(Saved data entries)
* * * * * * *
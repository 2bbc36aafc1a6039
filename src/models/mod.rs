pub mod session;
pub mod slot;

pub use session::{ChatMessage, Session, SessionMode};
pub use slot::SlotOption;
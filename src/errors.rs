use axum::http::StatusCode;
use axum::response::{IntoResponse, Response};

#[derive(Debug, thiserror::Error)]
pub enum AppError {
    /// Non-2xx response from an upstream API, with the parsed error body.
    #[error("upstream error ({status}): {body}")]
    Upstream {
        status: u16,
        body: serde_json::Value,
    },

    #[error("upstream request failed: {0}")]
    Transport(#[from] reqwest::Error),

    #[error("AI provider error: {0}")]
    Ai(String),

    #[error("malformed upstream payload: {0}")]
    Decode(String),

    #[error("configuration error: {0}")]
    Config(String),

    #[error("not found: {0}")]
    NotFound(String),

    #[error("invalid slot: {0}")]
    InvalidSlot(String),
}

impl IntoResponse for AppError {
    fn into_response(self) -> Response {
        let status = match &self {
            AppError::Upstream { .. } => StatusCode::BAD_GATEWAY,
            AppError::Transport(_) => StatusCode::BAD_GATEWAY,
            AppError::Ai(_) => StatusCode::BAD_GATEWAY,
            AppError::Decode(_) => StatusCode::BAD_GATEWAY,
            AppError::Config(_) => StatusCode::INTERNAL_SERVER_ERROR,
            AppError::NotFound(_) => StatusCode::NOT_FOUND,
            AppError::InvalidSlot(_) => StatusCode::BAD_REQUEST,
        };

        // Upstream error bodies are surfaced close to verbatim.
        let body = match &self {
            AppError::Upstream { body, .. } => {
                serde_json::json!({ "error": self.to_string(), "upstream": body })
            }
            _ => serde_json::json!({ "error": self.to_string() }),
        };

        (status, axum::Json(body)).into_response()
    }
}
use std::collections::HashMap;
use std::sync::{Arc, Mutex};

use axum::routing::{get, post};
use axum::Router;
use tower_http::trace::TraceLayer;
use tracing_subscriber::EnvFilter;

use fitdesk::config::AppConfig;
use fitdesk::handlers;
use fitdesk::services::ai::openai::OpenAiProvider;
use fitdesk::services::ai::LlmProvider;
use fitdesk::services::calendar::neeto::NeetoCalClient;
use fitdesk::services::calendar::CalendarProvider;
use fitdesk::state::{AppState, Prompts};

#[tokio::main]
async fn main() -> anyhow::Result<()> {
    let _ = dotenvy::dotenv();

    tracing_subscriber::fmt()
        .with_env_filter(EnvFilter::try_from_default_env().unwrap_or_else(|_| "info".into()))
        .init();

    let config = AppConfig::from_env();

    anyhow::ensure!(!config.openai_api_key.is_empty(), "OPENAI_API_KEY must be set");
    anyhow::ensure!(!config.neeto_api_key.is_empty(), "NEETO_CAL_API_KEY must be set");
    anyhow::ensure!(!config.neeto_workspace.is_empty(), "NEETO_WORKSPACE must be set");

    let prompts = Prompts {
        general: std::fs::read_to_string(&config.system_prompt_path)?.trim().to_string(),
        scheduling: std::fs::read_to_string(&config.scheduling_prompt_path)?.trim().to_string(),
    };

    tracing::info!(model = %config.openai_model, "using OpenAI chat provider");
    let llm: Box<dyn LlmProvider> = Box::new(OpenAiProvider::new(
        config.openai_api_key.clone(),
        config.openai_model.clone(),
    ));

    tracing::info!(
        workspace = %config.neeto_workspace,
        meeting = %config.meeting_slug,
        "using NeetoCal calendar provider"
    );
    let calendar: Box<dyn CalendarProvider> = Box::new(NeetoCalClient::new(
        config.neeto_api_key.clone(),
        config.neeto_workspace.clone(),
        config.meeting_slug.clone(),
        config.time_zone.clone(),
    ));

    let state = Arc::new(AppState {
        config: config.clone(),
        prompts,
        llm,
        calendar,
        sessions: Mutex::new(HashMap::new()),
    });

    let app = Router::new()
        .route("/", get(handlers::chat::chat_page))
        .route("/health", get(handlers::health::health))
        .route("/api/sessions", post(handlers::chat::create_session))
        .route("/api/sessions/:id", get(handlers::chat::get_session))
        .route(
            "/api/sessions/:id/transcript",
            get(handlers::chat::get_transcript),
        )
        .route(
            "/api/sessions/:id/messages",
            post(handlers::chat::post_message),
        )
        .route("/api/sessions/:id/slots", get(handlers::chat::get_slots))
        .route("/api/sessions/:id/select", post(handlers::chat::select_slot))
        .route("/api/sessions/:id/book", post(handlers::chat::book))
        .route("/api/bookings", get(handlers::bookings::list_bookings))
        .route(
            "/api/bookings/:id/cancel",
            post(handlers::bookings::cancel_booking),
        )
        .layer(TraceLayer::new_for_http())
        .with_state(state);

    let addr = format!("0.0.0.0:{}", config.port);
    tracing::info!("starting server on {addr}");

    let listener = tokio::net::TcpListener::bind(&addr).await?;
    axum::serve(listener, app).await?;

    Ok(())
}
* * * * * * *
:: Task ::
Please transcribe exactly the lines above from the line that has "filename src/models/mod.rs" up to and including the line that has "parsed error body."; no other line belongs in the answer.

:: Result for this task ::
filename src/models/mod.rs
pub mod session;
pub mod slot;

pub use session::{ChatMessage, Session, SessionMode};
pub use slot::SlotOption;
filename src/errors.rs
use axum::http::StatusCode;
use axum::response::{IntoResponse, Response};

#[derive(Debug, thiserror::Error)]
pub enum AppError {
    /// Non-2xx response from an upstream API, with the parsed error body.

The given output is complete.